→ **YOUR ASSIGNMENT**:
In the lines below, look for "FromStr". Copy each line where it appears.

→ **DATA RECORDS**:
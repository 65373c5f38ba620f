const INDENT_SIZE: usize = 2;

pub struct BulletPointPrinter<W: LineWriter + Clone> {
    writer: W,
    nesting: usize,
}

impl<W: LineWriter + Clone> BulletPointPrinter<W> {
    pub fn new(writer: W) -> Self {
        Self { writer, nesting: 0 }
    }

    pub fn print_item(&self, message: impl std::fmt::Display) {
        let indent = " ".repeat(self.nesting * INDENT_SIZE);
        self.writer.write_line(&format!("{}• {}", indent, message));
    }

    /// Prints `items`, or `empty_message` if there are none.
    pub fn print_items_or<T: std::fmt::Display>(
        &self,
        items: impl IntoIterator<Item = T>,
        empty_message: impl std::fmt::Display,
    ) {
        let mut empty = true;
        for item in items {
            empty = false;
            self.print_item(item);
        }
        if empty {
            self.print_item(empty_message);
        }
    }

    pub fn indent(&self) -> Self {
        Self {
            writer: self.writer.clone(),
            nesting: self.nesting + 1,
        }
    }
}

impl BulletPointPrinter<StdoutLineWriter> {
    pub fn new_stdout() -> Self {
        Self::new(StdoutLineWriter)
    }
}

pub trait LineWriter {
    fn write_line(&self, line: &str);
}

#[derive(Clone, Copy)]
pub struct StdoutLineWriter;
impl LineWriter for StdoutLineWriter {
    fn write_line(&self, line: &str) {
        println!("{}", line);
    }
}
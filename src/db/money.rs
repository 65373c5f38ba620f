use serde::{Deserialize, Serialize};
use std::fmt::{self, Debug, Display, Formatter};
use std::iter::Sum;
use std::ops::{Add, Neg, Sub};
use std::str::FromStr;
use thiserror::Error;

const CURRENCY_SUFFIX: &str = " €";

#[derive(Debug, Error, Clone, PartialEq, Eq)]
pub enum MoneyError {
    #[error("Empty amount")]
    Empty,
    #[error("Expected [-]digits[(.|,)digits{{1,2}}]")]
    InvalidFormat,
    #[error("Amount is too large")]
    Overflow,
}

/// A signed amount of euro cents.
#[derive(Clone, Copy, Default, PartialEq, Eq, PartialOrd, Ord, Hash, Serialize, Deserialize)]
#[serde(transparent)]
pub struct Money(i64);

impl Money {
    pub const ZERO: Money = Money(0);

    pub const fn from_cents(cents: i64) -> Self {
        Self(cents)
    }

    pub fn checked_add(self, rhs: Money) -> Option<Money> {
        self.0.checked_add(rhs.0).map(Money)
    }

    pub fn checked_sub(self, rhs: Money) -> Option<Money> {
        self.0.checked_sub(rhs.0).map(Money)
    }

    /// Sums up all amounts, or returns `None` if the total doesn't fit.
    pub fn checked_sum(amounts: impl IntoIterator<Item = Money>) -> Option<Money> {
        amounts
            .into_iter()
            .try_fold(Money::ZERO, Money::checked_add)
    }

    pub const fn is_negative(self) -> bool {
        self.0 < 0
    }
}

impl FromStr for Money {
    type Err = MoneyError;

    fn from_str(input: &str) -> Result<Self, MoneyError> {
        let input = input.trim();
        if input.is_empty() {
            return Err(MoneyError::Empty);
        }
        let (negative, unsigned) = match input.strip_prefix('-') {
            Some(rest) => (true, rest),
            None => (false, input),
        };
        let (integer_part, fraction_part) = match unsigned.split_once(&['.', ','][..]) {
            Some((integer_part, fraction_part)) => (integer_part, Some(fraction_part)),
            None => (unsigned, None),
        };

        let integer = parse_digits(integer_part)?;
        let fraction = match fraction_part {
            None => 0,
            Some(digits) if (1..=2).contains(&digits.len()) => {
                let value = parse_digits(digits)?;
                // A single fractional digit means tenths
                if digits.len() == 1 {
                    value * 10
                } else {
                    value
                }
            }
            Some(_) => return Err(MoneyError::InvalidFormat),
        };

        let cents = integer
            .checked_mul(100)
            .and_then(|cents| cents.checked_add(fraction))
            .ok_or(MoneyError::Overflow)?;
        Ok(Self(if negative { -cents } else { cents }))
    }
}

fn parse_digits(digits: &str) -> Result<i64, MoneyError> {
    if digits.is_empty() || !digits.bytes().all(|b| b.is_ascii_digit()) {
        return Err(MoneyError::InvalidFormat);
    }
    digits.parse().map_err(|_| MoneyError::Overflow)
}

impl Display for Money {
    fn fmt(&self, f: &mut Formatter<'_>) -> fmt::Result {
        let sign = if self.is_negative() { "-" } else { "" };
        let cents = self.0.unsigned_abs();
        write!(
            f,
            "{sign}{},{:02}{CURRENCY_SUFFIX}",
            cents / 100,
            cents % 100
        )
    }
}

impl Debug for Money {
    fn fmt(&self, f: &mut Formatter<'_>) -> fmt::Result {
        write!(f, "Money({self})")
    }
}

// The operators overflow like `i64` does. Use the checked variants for amounts read from files.

impl Add for Money {
    type Output = Money;

    fn add(self, rhs: Money) -> Money {
        Money(self.0 + rhs.0)
    }
}

impl Sub for Money {
    type Output = Money;

    fn sub(self, rhs: Money) -> Money {
        Money(self.0 - rhs.0)
    }
}

impl Neg for Money {
    type Output = Money;

    fn neg(self) -> Money {
        Money(-self.0)
    }
}

impl Sum for Money {
    fn sum<I: Iterator<Item = Money>>(iter: I) -> Money {
        iter.fold(Money::ZERO, Add::add)
    }
}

→ **EXERCISE RESULT**:
use std::str::FromStr;
impl FromStr for Money {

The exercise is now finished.